Answer with one number only: the count of lines below that hold the word "VersionConflict".

=== Task material ===

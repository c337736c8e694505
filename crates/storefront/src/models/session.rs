//! Session-related types.
//!
//! Types stored in the session for vendor identity and tenant selection.

use serde::{Deserialize, Serialize};

use marketstall_core::Email;

/// Session-stored vendor identity.
///
/// Set by the demo login; minimal data to identify the vendor.
#[derive(Debug, Clone, PartialEq, Eq, Serialize, Deserialize)]
pub struct CurrentVendor {
    /// Vendor's display name.
    pub name: String,
    /// Vendor's email address, the key for business ownership.
    pub email: Email,
}

/// Session keys.
pub mod keys {
    /// Key for storing the current logged-in vendor.
    pub const CURRENT_VENDOR: &str = "current_vendor";

    /// Key for the business the vendor is managing.
    pub const SELECTED_BUSINESS: &str = "selected_business";
}
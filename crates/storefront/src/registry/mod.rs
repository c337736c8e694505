//! Business registry: the canonical store of tenant records.
//!
//! The storefront never reaches for a process-wide store. Handlers and
//! services receive an `Arc<dyn BusinessRepository>` through
//! [`AppState`](crate::state::AppState), so tests and future backends can
//! substitute their own implementation.
//!
//! # Implementations
//!
//! - [`InMemoryRegistry`] - lock-guarded vector plus an owner mapping table,
//!   populated from a [`seed`] file at start-up

pub mod memory;
pub mod seed;

use marketstall_core::{Business, BusinessId, Email, Slug};

pub use memory::InMemoryRegistry;
pub use seed::{SeedError, SeedFile};

/// Errors returned by registry operations.
#[derive(Debug, thiserror::Error)]
pub enum RegistryError {
    /// No business has the given ID.
    #[error("business {0} not found")]
    NotFound(BusinessId),

    /// The caller edited a stale copy of the business.
    #[error("business {id} is at version {actual}, expected {expected}")]
    VersionConflict {
        id: BusinessId,
        expected: u64,
        actual: u64,
    },

    /// Another business already uses this ID.
    #[error("duplicate business id: {0}")]
    DuplicateId(BusinessId),

    /// Another business already uses this slug.
    #[error("duplicate business slug: {0}")]
    DuplicateSlug(Slug),

    /// The seed data could not be loaded.
    #[error("invalid seed: {0}")]
    InvalidSeed(String),

    /// A writer panicked while holding the store lock.
    #[error("registry lock poisoned")]
    LockPoisoned,
}

/// Read and write access to business records.
///
/// Lookups return owned snapshots. All writes go through [`modify`], which
/// applies a change atomically with respect to other callers.
///
/// [`modify`]: BusinessRepository::modify
pub trait BusinessRepository: Send + Sync {
    /// Look up a business by ID.
    ///
    /// # Errors
    ///
    /// Returns `RegistryError::LockPoisoned` if the store is unusable.
    fn get_by_id(&self, id: BusinessId) -> Result<Option<Business>, RegistryError>;

    /// Look up a business by slug. The first match wins.
    ///
    /// # Errors
    ///
    /// Returns `RegistryError::LockPoisoned` if the store is unusable.
    fn get_by_slug(&self, slug: &Slug) -> Result<Option<Business>, RegistryError>;

    /// Businesses owned by `email`, in the order they were registered.
    ///
    /// Unknown owners get an empty list.
    ///
    /// # Errors
    ///
    /// Returns `RegistryError::LockPoisoned` if the store is unusable.
    fn businesses_for_owner(&self, email: &Email) -> Result<Vec<Business>, RegistryError>;

    /// Every business, in the order they were registered.
    ///
    /// # Errors
    ///
    /// Returns `RegistryError::LockPoisoned` if the store is unusable.
    fn all(&self) -> Result<Vec<Business>, RegistryError>;

    /// Register a new business.
    ///
    /// # Errors
    ///
    /// Returns `RegistryError::DuplicateId` or `RegistryError::DuplicateSlug`
    /// if the business collides with an existing one.
    fn insert(&self, business: Business) -> Result<(), RegistryError>;

    /// Apply `change` to the business with the given ID.
    ///
    /// `change` returns whether it modified the record; the version is bumped
    /// only when it did. When `expected_version` is given it must match the
    /// stored version, otherwise nothing is applied.
    ///
    /// Returns the business as stored after the call.
    ///
    /// # Errors
    ///
    /// Returns `RegistryError::NotFound` for an unknown ID and
    /// `RegistryError::VersionConflict` for a stale `expected_version`.
    fn modify(
        &self,
        id: BusinessId,
        expected_version: Option<u64>,
        change: &mut dyn FnMut(&mut Business) -> bool,
    ) -> Result<Business, RegistryError>;
}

===

Completed exercise:
2